> ABOUT THIS TASK
Each line of the data should be given again exactly.

> Saved data entries

=-=-=

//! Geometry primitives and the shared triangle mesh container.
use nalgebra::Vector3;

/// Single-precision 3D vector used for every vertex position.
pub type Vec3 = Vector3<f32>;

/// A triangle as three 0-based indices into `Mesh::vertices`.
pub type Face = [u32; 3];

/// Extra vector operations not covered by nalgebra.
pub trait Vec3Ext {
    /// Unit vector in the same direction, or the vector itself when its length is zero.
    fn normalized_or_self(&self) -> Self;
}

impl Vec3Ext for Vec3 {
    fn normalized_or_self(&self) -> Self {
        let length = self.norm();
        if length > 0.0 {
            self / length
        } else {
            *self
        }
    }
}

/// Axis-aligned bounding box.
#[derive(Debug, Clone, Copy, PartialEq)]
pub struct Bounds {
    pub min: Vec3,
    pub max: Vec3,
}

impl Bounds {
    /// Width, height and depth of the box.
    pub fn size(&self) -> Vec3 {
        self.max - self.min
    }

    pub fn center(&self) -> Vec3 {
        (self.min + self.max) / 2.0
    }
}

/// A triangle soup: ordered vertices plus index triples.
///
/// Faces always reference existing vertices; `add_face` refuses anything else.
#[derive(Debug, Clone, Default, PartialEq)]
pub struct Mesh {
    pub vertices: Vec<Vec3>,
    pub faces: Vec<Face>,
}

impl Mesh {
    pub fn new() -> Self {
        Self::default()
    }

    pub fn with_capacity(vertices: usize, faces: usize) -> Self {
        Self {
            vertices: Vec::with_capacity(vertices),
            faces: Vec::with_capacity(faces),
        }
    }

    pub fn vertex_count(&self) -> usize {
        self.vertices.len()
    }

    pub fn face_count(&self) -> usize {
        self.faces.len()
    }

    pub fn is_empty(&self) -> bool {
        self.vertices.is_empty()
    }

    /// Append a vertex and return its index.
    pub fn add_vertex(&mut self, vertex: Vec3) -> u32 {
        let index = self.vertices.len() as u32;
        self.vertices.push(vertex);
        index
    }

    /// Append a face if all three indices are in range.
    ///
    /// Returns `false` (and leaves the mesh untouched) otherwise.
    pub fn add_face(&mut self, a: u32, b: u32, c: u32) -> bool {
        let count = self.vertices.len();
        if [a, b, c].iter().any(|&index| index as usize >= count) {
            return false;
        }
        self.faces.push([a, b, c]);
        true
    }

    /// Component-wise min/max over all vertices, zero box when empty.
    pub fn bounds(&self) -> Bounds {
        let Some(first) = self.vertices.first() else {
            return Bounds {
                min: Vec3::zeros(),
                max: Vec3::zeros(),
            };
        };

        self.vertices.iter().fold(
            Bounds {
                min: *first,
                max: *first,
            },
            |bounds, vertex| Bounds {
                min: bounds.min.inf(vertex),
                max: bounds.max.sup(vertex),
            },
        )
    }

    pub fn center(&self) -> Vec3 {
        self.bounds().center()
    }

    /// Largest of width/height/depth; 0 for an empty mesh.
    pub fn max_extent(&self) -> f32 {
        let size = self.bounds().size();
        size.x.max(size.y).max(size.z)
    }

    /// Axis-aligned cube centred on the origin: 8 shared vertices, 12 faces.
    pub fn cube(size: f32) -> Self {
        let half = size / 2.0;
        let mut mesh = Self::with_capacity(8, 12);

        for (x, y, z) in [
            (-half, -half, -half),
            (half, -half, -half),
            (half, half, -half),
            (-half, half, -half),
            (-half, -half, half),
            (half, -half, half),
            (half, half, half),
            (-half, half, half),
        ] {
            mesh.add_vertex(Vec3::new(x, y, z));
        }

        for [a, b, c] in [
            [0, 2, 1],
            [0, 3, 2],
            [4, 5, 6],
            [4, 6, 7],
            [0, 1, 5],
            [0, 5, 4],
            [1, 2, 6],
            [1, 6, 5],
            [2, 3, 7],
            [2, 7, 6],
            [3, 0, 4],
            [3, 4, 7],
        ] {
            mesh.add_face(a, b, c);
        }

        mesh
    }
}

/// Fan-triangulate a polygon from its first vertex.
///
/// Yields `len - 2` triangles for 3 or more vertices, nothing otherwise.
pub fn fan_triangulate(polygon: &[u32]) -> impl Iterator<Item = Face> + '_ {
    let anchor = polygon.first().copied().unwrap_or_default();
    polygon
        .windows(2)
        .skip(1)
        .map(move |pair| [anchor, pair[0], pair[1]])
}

=-=-=

> EXERCISE ANSWER
//! Geometry primitives and the shared triangle mesh container.
use nalgebra::Vector3;

/// Single-precision 3D vector used for every vertex position.
pub type Vec3 = Vector3<f32>;

/// A triangle as three 0-based indices into `Mesh::vertices`.
pub type Face = [u32; 3];

/// Extra vector operations not covered by nalgebra.
pub trait Vec3Ext {
    /// Unit vector in the same direction, or the vector itself when its length is zero.
    fn normalized_or_self(&self) -> Self;
}

impl Vec3Ext for Vec3 {
    fn normalized_or_self(&self) -> Self {
        let length = self.norm();
        if length > 0.0 {
            self / length
        } else {
            *self
        }
    }
}

/// Axis-aligned bounding box.
#[derive(Debug, Clone, Copy, PartialEq)]
pub struct Bounds {
    pub min: Vec3,
    pub max: Vec3,
}

impl Bounds {
    /// Width, height and depth of the box.
    pub fn size(&self) -> Vec3 {
        self.max - self.min
    }

    pub fn center(&self) -> Vec3 {
        (self.min + self.max) / 2.0
    }
}

/// A triangle soup: ordered vertices plus index triples.
///
/// Faces always reference existing vertices; `add_face` refuses anything else.
#[derive(Debug, Clone, Default, PartialEq)]
pub struct Mesh {
    pub vertices: Vec<Vec3>,
    pub faces: Vec<Face>,
}

impl Mesh {
    pub fn new() -> Self {
        Self::default()
    }

    pub fn with_capacity(vertices: usize, faces: usize) -> Self {
        Self {
            vertices: Vec::with_capacity(vertices),
            faces: Vec::with_capacity(faces),
        }
    }

    pub fn vertex_count(&self) -> usize {
        self.vertices.len()
    }

    pub fn face_count(&self) -> usize {
        self.faces.len()
    }

    pub fn is_empty(&self) -> bool {
        self.vertices.is_empty()
    }

    /// Append a vertex and return its index.
    pub fn add_vertex(&mut self, vertex: Vec3) -> u32 {
        let index = self.vertices.len() as u32;
        self.vertices.push(vertex);
        index
    }

    /// Append a face if all three indices are in range.
    ///
    /// Returns `false` (and leaves the mesh untouched) otherwise.
    pub fn add_face(&mut self, a: u32, b: u32, c: u32) -> bool {
        let count = self.vertices.len();
        if [a, b, c].iter().any(|&index| index as usize >= count) {
            return false;
        }
        self.faces.push([a, b, c]);
        true
    }

    /// Component-wise min/max over all vertices, zero box when empty.
    pub fn bounds(&self) -> Bounds {
        let Some(first) = self.vertices.first() else {
            return Bounds {
                min: Vec3::zeros(),
                max: Vec3::zeros(),
            };
        };

        self.vertices.iter().fold(
            Bounds {
                min: *first,
                max: *first,
            },
            |bounds, vertex| Bounds {
                min: bounds.min.inf(vertex),
                max: bounds.max.sup(vertex),
            },
        )
    }

    pub fn center(&self) -> Vec3 {
        self.bounds().center()
    }

    /// Largest of width/height/depth; 0 for an empty mesh.
    pub fn max_extent(&self) -> f32 {
        let size = self.bounds().size();
        size.x.max(size.y).max(size.z)
    }

    /// Axis-aligned cube centred on the origin: 8 shared vertices, 12 faces.
    pub fn cube(size: f32) -> Self {
        let half = size / 2.0;
        let mut mesh = Self::with_capacity(8, 12);

        for (x, y, z) in [
            (-half, -half, -half),
            (half, -half, -half),
            (half, half, -half),
            (-half, half, -half),
            (-half, -half, half),
            (half, -half, half),
            (half, half, half),
            (-half, half, half),
        ] {
            mesh.add_vertex(Vec3::new(x, y, z));
        }

        for [a, b, c] in [
            [0, 2, 1],
            [0, 3, 2],
            [4, 5, 6],
            [4, 6, 7],
            [0, 1, 5],
            [0, 5, 4],
            [1, 2, 6],
            [1, 6, 5],
            [2, 3, 7],
            [2, 7, 6],
            [3, 0, 4],
            [3, 4, 7],
        ] {
            mesh.add_face(a, b, c);
        }

        mesh
    }
}

/// Fan-triangulate a polygon from its first vertex.
///
/// Yields `len - 2` triangles for 3 or more vertices, nothing otherwise.
pub fn fan_triangulate(polygon: &[u32]) -> impl Iterator<Item = Face> + '_ {
    let anchor = polygon.first().copied().unwrap_or_default();
    polygon
        .windows(2)
        .skip(1)
        .map(move |pair| [anchor, pair[0], pair[1]])
}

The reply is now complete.